Nunca sospeché que me iba a remover tanto la muerte de Mary Quant. Matizo, cuando digo remover, no quiero decir conmover, porque el fallecimiento a los 93 años de edad de la inventora de la minifalda ni me sacó una lágrima ni me empujó a la depresión, ni siquiera a una superficial melancolía. Quiero decir que hizo que se agolparan en mi mente los recuerdos de aquella época, en la que dejaba la niñez para adentrarme en los procelosos años de mi primera adolescencia.
Estoy convencido de que la minifalda fue uno de los símbolos del paso a la modernidad en el tercer tercio del siglo XX junto a la aparición de los Beatles y los Rolling Stones, las huelgas mineras de Asturias y el contubernio de Múnich de junio de 1962, coincidiendo con los últimos años de la autarquía económica y el paso al desarrollismo de los Lópeces que se cierra con el Mayo del 68 y el impulso de la oposición antifranquista.
Pues es en esa época cuando éste que escribe se viste con pantalón largo, empieza el Bachillerato, siente las primeras alteraciones primaverales y se toma sus primeras botellas de sidra.

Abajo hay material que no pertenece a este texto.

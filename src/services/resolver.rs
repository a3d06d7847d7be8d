//! Tenant context resolution: raw host string to `TenantContext`.

use async_trait::async_trait;
use axum::{extract::FromRequestParts, http::request::Parts};
use chrono::{DateTime, Utc};
use std::sync::Arc;
use uuid::Uuid;

use crate::error::AppError;
use crate::models::{validate_subdomain, Tenant};

/// Lookup seam between the resolver and the registry. Lets the pipeline be
/// exercised against an in-memory directory in tests.
#[async_trait]
pub trait TenantDirectory: Send + Sync {
    /// Case-insensitive lookup by subdomain.
    async fn tenant_by_subdomain(&self, subdomain: &str) -> Result<Option<Tenant>, AppError>;
}

/// Request-scoped tenant context. Carries no credentials: the connection
/// descriptor is resolved lazily by the pool manager on first borrow, so
/// requests that never touch tenant data never pay the decryption cost.
#[derive(Debug, Clone)]
pub struct TenantContext {
    pub tenant_id: Uuid,
    pub subdomain: String,
    pub resolved_at: DateTime<Utc>,
}

pub struct TenantResolver {
    directory: Arc<dyn TenantDirectory>,
    root_domain: String,
    default_tenant_subdomain: String,
}

impl TenantResolver {
    pub fn new(
        directory: Arc<dyn TenantDirectory>,
        root_domain: &str,
        default_tenant_subdomain: &str,
    ) -> Self {
        Self {
            directory,
            root_domain: root_domain.to_ascii_lowercase(),
            default_tenant_subdomain: default_tenant_subdomain.to_ascii_lowercase(),
        }
    }

    /// Resolve the raw `Host` header value to a tenant context.
    ///
    /// The left-most dot-separated label is the subdomain candidate; the
    /// bare root domain and loopback hosts map to the default tenant.
    /// Malformed candidates are rejected before any registry lookup.
    pub async fn resolve(&self, host: &str) -> Result<TenantContext, AppError> {
        let candidate = self.subdomain_candidate(host);
        validate_subdomain(&candidate)?;

        let tenant = self
            .directory
            .tenant_by_subdomain(&candidate)
            .await?
            .ok_or_else(|| AppError::TenantNotFound(candidate.clone()))?;

        if !tenant.is_active {
            return Err(AppError::TenantSuspended(tenant.subdomain));
        }

        Ok(TenantContext {
            tenant_id: tenant.id,
            subdomain: tenant.subdomain,
            resolved_at: Utc::now(),
        })
    }

    fn subdomain_candidate(&self, host: &str) -> String {
        let host = strip_port(host).to_ascii_lowercase();

        if host == self.root_domain || is_loopback(&host) {
            return self.default_tenant_subdomain.clone();
        }

        match host.split_once('.') {
            Some((label, _)) => label.to_string(),
            None => host,
        }
    }
}

fn strip_port(host: &str) -> &str {
    // Bracketed IPv6 hosts keep their brackets so the colon inside is not
    // mistaken for a port separator.
    if let Some(rest) = host.strip_prefix('[') {
        match rest.split_once(']') {
            Some((addr, _)) => return addr,
            None => return host,
        }
    }
    match host.split_once(':') {
        Some((name, _)) => name,
        None => host,
    }
}

fn is_loopback(host: &str) -> bool {
    matches!(host, "localhost" | "127.0.0.1" | "::1")
}

#[async_trait]
impl<S> FromRequestParts<S> for TenantContext
where
    S: Send + Sync,
{
    type Rejection = AppError;

    async fn from_request_parts(parts: &mut Parts, _state: &S) -> Result<Self, Self::Rejection> {
        parts
            .extensions
            .get::<TenantContext>()
            .cloned()
            .ok_or_else(|| {
                AppError::InternalError(anyhow::anyhow!("Tenant context not found in request"))
            })
    }
}
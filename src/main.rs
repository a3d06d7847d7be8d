use std::net::SocketAddr;
use std::sync::Arc;

use tokio::signal;
use tracing_subscriber::{layer::SubscriberExt, util::SubscriberInitExt};

use tenancy_service::{
    build_router,
    config::AppConfig,
    crypto::{derive_signing_key, CredentialCipher},
    error::AppError,
    services::{
        pool::PgConnectionOpener, registry, CredentialCache, CredentialSource, PoolManager,
        TenantDirectory, TenantRegistry, TenantResolver, TokenService,
    },
    AppState,
};

#[tokio::main]
async fn main() -> Result<(), AppError> {
    dotenvy::dotenv().ok();

    // Load configuration - fail fast if invalid
    let config = AppConfig::from_env()?;

    init_tracing(&config.log_level);

    tracing::info!(
        service = %config.service_name,
        version = %config.service_version,
        environment = ?config.environment,
        "Starting tenancy service"
    );

    // Registry database
    let pg = registry::create_pool(
        &config.database.url,
        config.database.max_connections,
        config.database.min_connections,
    )
    .await?;
    registry::run_migrations(&pg).await?;

    // Key material: both subkeys come from the one application secret.
    let cipher = Arc::new(CredentialCipher::from_secret(&config.security.app_secret)?);
    let signing_key = derive_signing_key(&config.security.app_secret)?;
    tracing::info!("Key material derived");

    let registry = TenantRegistry::new(pg, cipher);

    let resolver = Arc::new(TenantResolver::new(
        Arc::new(registry.clone()) as Arc<dyn TenantDirectory>,
        &config.tenancy.root_domain,
        &config.tenancy.default_tenant_subdomain,
    ));

    let tokens = TokenService::new(&signing_key, config.token.ttl_minutes);

    let credentials = Arc::new(CredentialCache::new(
        Arc::new(registry.clone()) as Arc<dyn CredentialSource>,
        config.credential_cache.ttl,
    ));
    let pools = Arc::new(PoolManager::new(
        Arc::new(PgConnectionOpener),
        credentials,
        config.pool.clone(),
    ));
    let sweeper = pools.spawn_sweeper();
    tracing::info!("Pool manager initialized, idle sweeper running");

    let state = AppState {
        config: config.clone(),
        registry,
        resolver,
        tokens,
        pools,
    };

    let app = build_router(state);

    let addr = SocketAddr::from(([0, 0, 0, 0], config.port));
    tracing::info!(address = %addr, "Listening");

    let listener = tokio::net::TcpListener::bind(addr).await?;
    axum::serve(listener, app)
        .with_graceful_shutdown(shutdown_signal())
        .await?;

    sweeper.abort();
    tracing::info!("Service shutdown complete");
    Ok(())
}

fn init_tracing(log_level: &str) {
    let env_filter = tracing_subscriber::EnvFilter::try_from_default_env()
        .unwrap_or_else(|_| tracing_subscriber::EnvFilter::new(log_level));

    tracing_subscriber::registry()
        .with(env_filter)
        .with(
            tracing_subscriber::fmt::layer()
                .with_file(true)
                .with_line_number(true)
                .json()
                .flatten_event(true),
        )
        .init();
}

async fn shutdown_signal() {
    let ctrl_c = async {
        signal::ctrl_c()
            .await
            .expect("failed to install Ctrl+C handler");
    };

    #[cfg(unix)]
    let terminate = async {
        signal::unix::signal(signal::unix::SignalKind::terminate())
            .expect("failed to install signal handler")
            .recv()
            .await;
    };

    #[cfg(not(unix))]
    let terminate = std::future::pending::<()>();

    tokio::select! {
        _ = ctrl_c => {
            tracing::info!("Received SIGINT, starting graceful shutdown");
        },
        _ = terminate => {
            tracing::info!("Received SIGTERM, starting graceful shutdown");
        },
    }
}
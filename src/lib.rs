pub mod config;
pub mod crypto;
pub mod error;
pub mod handlers;
pub mod middleware;
pub mod models;
pub mod services;

use axum::{
    extract::State,
    http::HeaderValue,
    middleware::{from_fn, from_fn_with_state},
    routing::{get, post},
    Json, Router,
};
use std::sync::Arc;
use tower_http::{cors::CorsLayer, trace::TraceLayer};

use crate::config::AppConfig;
use crate::error::AppError;
use crate::middleware::{
    audit_middleware, cross_check_middleware, require_admin_middleware,
    resolve_tenant_middleware, verify_token_middleware,
};
use crate::services::{PoolManager, TenantRegistry, TenantResolver, TokenService};

#[derive(Clone)]
pub struct AppState {
    pub config: AppConfig,
    pub registry: TenantRegistry,
    pub resolver: Arc<TenantResolver>,
    pub tokens: TokenService,
    pub pools: Arc<PoolManager>,
}

/// Assemble the router.
///
/// The pipeline's fixed stage order is the layer order on the protected
/// groups: tenant resolution, then token verification, then the
/// cross-tenant cross-check with context injection, then audit logging
/// around the handler. Public paths (health, login) carry none of it.
pub fn build_router(state: AppState) -> Router {
    let protected = Router::new()
        .route("/whoami", get(handlers::app::whoami))
        .route("/tenant/db/ping", get(handlers::app::tenant_db_ping))
        .layer(from_fn(audit_middleware))
        .layer(from_fn(cross_check_middleware))
        .layer(from_fn_with_state(state.clone(), verify_token_middleware))
        .layer(from_fn_with_state(
            state.clone(),
            resolve_tenant_middleware,
        ));

    let admin = Router::new()
        .route(
            "/admin/tenants",
            post(handlers::admin::create_tenant).get(handlers::admin::list_tenants),
        )
        .route(
            "/admin/tenants/:id",
            get(handlers::admin::get_tenant).patch(handlers::admin::update_tenant),
        )
        .route(
            "/admin/tenants/:id/suspend",
            post(handlers::admin::suspend_tenant),
        )
        .route(
            "/admin/tenants/:id/reactivate",
            post(handlers::admin::reactivate_tenant),
        )
        .route(
            "/admin/tenants/:id/rotate-credentials",
            post(handlers::admin::rotate_credentials),
        )
        .route("/admin/pools", get(handlers::admin::pool_stats))
        .layer(from_fn(audit_middleware))
        .layer(from_fn(require_admin_middleware))
        .layer(from_fn(cross_check_middleware))
        .layer(from_fn_with_state(state.clone(), verify_token_middleware))
        .layer(from_fn_with_state(
            state.clone(),
            resolve_tenant_middleware,
        ));

    let cors = CorsLayer::new().allow_origin(
        state
            .config
            .security
            .allowed_origins
            .iter()
            .filter_map(|origin| match origin.parse::<HeaderValue>() {
                Ok(value) => Some(value),
                Err(e) => {
                    tracing::error!(origin = %origin, error = %e, "Invalid CORS origin, skipping");
                    None
                }
            })
            .collect::<Vec<HeaderValue>>(),
    );

    Router::new()
        .route("/health", get(health_check))
        .route("/auth/login", post(handlers::auth::login))
        .merge(protected)
        .merge(admin)
        .with_state(state)
        .layer(TraceLayer::new_for_http())
        .layer(cors)
}

/// Service health check: liveness plus registry connectivity.
pub async fn health_check(
    State(state): State<AppState>,
) -> Result<Json<serde_json::Value>, AppError> {
    state.registry.health_check().await.map_err(|e| {
        tracing::error!(error = %e, "Registry health check failed");
        e
    })?;

    Ok(Json(serde_json::json!({
        "status": "healthy",
        "service": state.config.service_name,
        "version": state.config.service_version,
        "checks": {
            "postgres": "up"
        }
    })))
}
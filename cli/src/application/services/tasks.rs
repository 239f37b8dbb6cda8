//! Task execution: route a dispatched task to its handler.

use anyhow::{Context, Result};

use super::{deletion, discovery};
use crate::application::ports::{ComputeApi, EntityStore, EventSink, Task};
use crate::domain::config::DiscoveryConfig;

/// Run one task to completion.
///
/// # Errors
///
/// Returns the handler's error, annotated with the task.
pub async fn execute(
    store: &impl EntityStore,
    compute: &impl ComputeApi,
    events: &impl EventSink,
    discovery: &DiscoveryConfig,
    task: &Task,
) -> Result<()> {
    tracing::debug!(task = %task, "executing task");
    let result = match task {
        Task::FetchInstances(key) => {
            discovery::ensure_entities_exist(store, compute, events, key, discovery).await
        }
        Task::DeletePending(key) => deletion::delete_pending(store, compute, events, key).await,
        Task::DeleteDrained(key) => deletion::delete_drained(store, compute, events, key).await,
    };
    result.with_context(|| format!("task {task} failed"))
}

Y oye hablar, claro, de Mary Quant.
Es el momento en que las mujeres empiezan, paulatinamente, a querer vivir sus propias vidas sin tutelas ni paternalismo. Y la minifalda fue un factor importante en lo que se empezó a llamar la liberación de la mujer. Todavía me acuerdo de las discusiones familiares sobre el avance de la minifalda y cómo mi madre se manifestaba más partidaria del pantalón en la mujer (cuya abundancia casi corría pareja al invento de la diseñadora inglesa) porque «las mujeres no tenemos que enseñar el culo a nadie». Tiempos pasados que Mary Quant me ha ayudado a recordar.